To convert an infix expression to postfix notation, we can use the __Shunting Yard Algorithm__. This algorithm uses a stack to store operators and ensures the correct order of operations. The algorithm scans the infix expression from left to right and performs the following steps:

- If the scanned character is an operand, output it.
- If the scanned character is an operator:
- While there are operators on top of the stack with higher precedence than the scanned operator, pop them from the stack and output them.
- Push the scanned operator onto the stack.

- If the scanned character is an opening parenthesis ‘(‘, push it onto the stack.
- If the scanned character is a closing parenthesis ‘)’:
- While there are operators on top of the stack and they are not opening parentheses, pop them from the stack and output them.
- Pop and discard the opening parenthesis from the stack.
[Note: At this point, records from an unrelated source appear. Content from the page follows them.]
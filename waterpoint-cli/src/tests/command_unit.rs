//! Unit tests running command bodies against in-memory storage.

use super::helpers::{MemoryHarness, output_of};
use super::*;
use crate::browse::{ListConfig, execute_list};
use crate::detail::{MapLinkConfig, ShowConfig, execute_map_link, execute_show};
use crate::edit::{execute_add, execute_delete, execute_update};
use crate::feedback::{execute_rate, execute_report};
use rstest::{fixture, rstest};
use waterpoint_core::test_support::{sample_point, sample_point_at, sample_time};
use waterpoint_core::validation::{ValidationError, WaterPointDraft};
use waterpoint_core::{
    NewReport, Platform, PointFilter, ReportKind, STORAGE_KEY, StoreError, WaterPoint,
    WaterPointPatch, WaterPointStatus,
};

#[fixture]
fn harness() -> MemoryHarness {
    MemoryHarness::new()
}

fn seed(harness: &MemoryHarness, points: &[WaterPoint]) {
    harness.store().replace_all(points).expect("seed storage");
}

fn list_config(filter: PointFilter, user_location: Option<Location>) -> ListConfig {
    ListConfig {
        data_dir: Utf8PathBuf::from(DEFAULT_DATA_DIR),
        filter,
        user_location,
        json: false,
    }
}

fn draft() -> WaterPointDraft {
    WaterPointDraft {
        name: "Pump 1".to_owned(),
        district: "Gounghin".to_owned(),
        price: "25".to_owned(),
        status: WaterPointStatus::Functional,
        location: None,
    }
}

#[rstest]
fn list_on_empty_storage_prints_a_hint(harness: MemoryHarness) {
    let mut out = Vec::new();
    execute_list(
        &list_config(PointFilter::All, None),
        &harness.store(),
        None,
        &mut out,
    )
    .expect("list");
    assert!(output_of(out).starts_with("No water points found."));
}

#[rstest]
fn nearby_filter_sorts_by_distance_and_marks_close_points(harness: MemoryHarness) {
    seed(
        &harness,
        &[
            sample_point_at("far", 12.4, -1.5),
            sample_point_at("near", 12.3005, -1.5),
        ],
    );
    let here = Location::new(12.3, -1.5);
    let provider = FixedLocation(here);
    let mut out = Vec::new();
    execute_list(
        &list_config(PointFilter::Nearby, Some(here)),
        &harness.store(),
        Some(&provider),
        &mut out,
    )
    .expect("list");
    let text = output_of(out);
    let near = text.find("near  ").expect("near row");
    let far = text.find("far  ").expect("far row");
    assert!(near < far, "{text}");
    assert_eq!(text.matches("(nearby)").count(), 1, "{text}");
}

#[rstest]
fn list_json_round_trips_the_filtered_view(harness: MemoryHarness) {
    let mut broken = sample_point("2");
    broken.status = WaterPointStatus::Broken;
    seed(&harness, &[sample_point("1"), broken]);
    let config = ListConfig {
        json: true,
        ..list_config(PointFilter::Functional, None)
    };
    let mut out = Vec::new();
    execute_list(&config, &harness.store(), None, &mut out).expect("list");
    let points: Vec<WaterPoint> = serde_json::from_slice(&out).expect("json output");
    assert_eq!(points, vec![sample_point("1")]);
}

#[rstest]
fn add_without_a_location_writes_nothing(harness: MemoryHarness) {
    let mut out = Vec::new();
    let err = execute_add(draft(), &harness.store(), None, sample_time(), &mut out)
        .expect_err("location is required");
    assert!(
        matches!(err, CliError::InvalidInput(ValidationError::MissingLocation)),
        "{err:?}"
    );
    assert_eq!(harness.storage.raw(STORAGE_KEY), None);
    assert!(out.is_empty());
}

#[rstest]
fn add_uses_the_provider_location_and_prints_the_id(harness: MemoryHarness) {
    let here = Location::new(12.37, -1.53);
    let provider = FixedLocation(here);
    let mut out = Vec::new();
    let id = execute_add(
        draft(),
        &harness.store(),
        Some(&provider),
        sample_time(),
        &mut out,
    )
    .expect("add");

    assert_eq!(output_of(out).trim_end(), id.as_str());
    let stored = harness.store().find_by_id(&id).expect("stored point");
    assert_eq!(stored.location, here);
    assert_eq!(stored.last_update, sample_time());
    assert!(stored.ratings.is_empty());
}

#[rstest]
fn add_rejects_blank_names_before_the_store(harness: MemoryHarness) {
    let provider = FixedLocation(Location::new(12.3, -1.5));
    let blank = WaterPointDraft {
        name: "  ".to_owned(),
        ..draft()
    };
    let err = execute_add(
        blank,
        &harness.store(),
        Some(&provider),
        sample_time(),
        &mut Vec::new(),
    )
    .expect_err("blank name");
    match err {
        CliError::InvalidInput(ValidationError::MissingField { field }) => {
            assert_eq!(field, "name");
        }
        other => panic!("expected MissingField, found {other:?}"),
    }
    assert_eq!(harness.storage.raw(STORAGE_KEY), None);
}

#[rstest]
fn show_prints_the_detail_view(harness: MemoryHarness) {
    seed(&harness, &[sample_point("1")]);
    let config = ShowConfig {
        data_dir: Utf8PathBuf::from(DEFAULT_DATA_DIR),
        id: "1".into(),
    };
    let mut out = Vec::new();
    execute_show(&config, &harness.store(), sample_time(), &mut out).expect("show");
    let text = output_of(out);
    assert!(text.starts_with("Pump 1\n"), "{text}");
    assert!(text.contains("Price (20 L): 25 FCFA"), "{text}");
}

#[rstest]
fn show_reports_unknown_ids(harness: MemoryHarness) {
    let config = ShowConfig {
        data_dir: Utf8PathBuf::from(DEFAULT_DATA_DIR),
        id: "missing".into(),
    };
    let err = execute_show(&config, &harness.store(), sample_time(), &mut Vec::new())
        .expect_err("unknown id");
    match err {
        CliError::NotFound { id } => assert_eq!(id.as_str(), "missing"),
        other => panic!("expected NotFound, found {other:?}"),
    }
}

#[rstest]
#[case(Platform::Android, "geo:12.3,-1.5?q=12.3,-1.5(Pump%201)")]
#[case(Platform::Ios, "maps://app?daddr=12.3,-1.5&q=Pump%201")]
fn map_link_prints_platform_link_then_fallback(
    harness: MemoryHarness,
    #[case] platform: Platform,
    #[case] primary: &str,
) {
    seed(&harness, &[sample_point("1")]);
    let config = MapLinkConfig {
        data_dir: Utf8PathBuf::from(DEFAULT_DATA_DIR),
        id: "1".into(),
        platform,
    };
    let mut out = Vec::new();
    execute_map_link(&config, &harness.store(), &mut out).expect("map link");
    let text = output_of(out);
    let mut lines = text.lines();
    assert_eq!(lines.next(), Some(primary));
    assert_eq!(
        lines.next(),
        Some("fallback: https://www.google.com/maps/search/?api=1&query=12.3,-1.5")
    );
}

#[rstest]
fn update_changes_only_patched_fields(harness: MemoryHarness) {
    seed(&harness, &[sample_point("1")]);
    harness.clock.advance(chrono::TimeDelta::hours(2));
    let mut out = Vec::new();
    execute_update(
        "1".into(),
        WaterPointPatch::status(WaterPointStatus::Broken),
        &harness.store(),
        &mut out,
    )
    .expect("update");

    let stored = harness.store().find_by_id(&"1".into()).expect("stored");
    let mut expected = sample_point("1");
    expected.status = WaterPointStatus::Broken;
    expected.last_update = sample_time() + chrono::TimeDelta::hours(2);
    assert_eq!(stored, expected);
    assert_eq!(output_of(out), "Updated 1\n");
}

#[rstest]
fn update_of_unknown_id_leaves_storage_untouched(harness: MemoryHarness) {
    seed(&harness, &[sample_point("1")]);
    let before = harness.storage.raw(STORAGE_KEY);
    let err = execute_update(
        "2".into(),
        WaterPointPatch::status(WaterPointStatus::Broken),
        &harness.store(),
        &mut Vec::new(),
    )
    .expect_err("unknown id");
    assert!(matches!(err, CliError::NotFound { .. }), "{err:?}");
    assert_eq!(harness.storage.raw(STORAGE_KEY), before);
}

#[rstest]
fn delete_succeeds_whether_or_not_the_id_exists(harness: MemoryHarness) {
    seed(&harness, &[sample_point("1")]);
    for _ in 0..2 {
        execute_delete(&"1".into(), &harness.store(), &mut Vec::new()).expect("delete");
    }
    assert!(harness.store().list_all().is_empty());
}

#[rstest]
fn report_is_dated_by_the_store_clock(harness: MemoryHarness) {
    seed(&harness, &[sample_point("1")]);
    let report = NewReport {
        kind: ReportKind::Cleanliness,
        description: "dirty basin".to_owned(),
    };
    execute_report("1".into(), report, &harness.store(), &mut Vec::new()).expect("report");
    let stored = harness.store().find_by_id(&"1".into()).expect("stored");
    assert_eq!(stored.reports.len(), 1);
    assert_eq!(
        stored.reports.first().map(|report| report.date),
        Some(sample_time())
    );
}

#[rstest]
fn rate_prints_the_new_average(harness: MemoryHarness) {
    seed(&harness, &[sample_point("1")]);
    execute_rate(&"1".into(), 4, &harness.store(), &mut Vec::new()).expect("first rating");
    let mut out = Vec::new();
    execute_rate(&"1".into(), 2, &harness.store(), &mut out).expect("second rating");
    assert_eq!(output_of(out), "Rated 1: ★★★☆☆ (3.0 from 2 ratings)\n");
}

#[rstest]
fn write_failures_surface_as_store_errors(harness: MemoryHarness) {
    seed(&harness, &[sample_point("1")]);
    harness.storage.fail_writes(true);
    let err = execute_rate(&"1".into(), 5, &harness.store(), &mut Vec::new())
        .expect_err("write should fail");
    assert!(
        matches!(err, CliError::Store(StoreError::Write(_))),
        "{err:?}"
    );
}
### Infix to Prefix Conversion:

The process of converting an infix expression to prefix notation is similar to converting it to postfix notation. However, we need to reverse the expression before applying any conversion algorithm. Once reversed, we can use similar rules as postfix conversion but scan from right to left instead of left to right.

## Conclusion:

Infix, postfix, and prefix notations are different ways of representing arithmetic expressions. Infix notation is commonly used by humans, while postfix and prefix notations are more suitable for machine evaluation.

Converting between these notations can be accomplished using specific algorithms like the Shunting Yard Algorithm. Understanding these notations is essential for working with data structures and evaluating arithmetic expressions efficiently.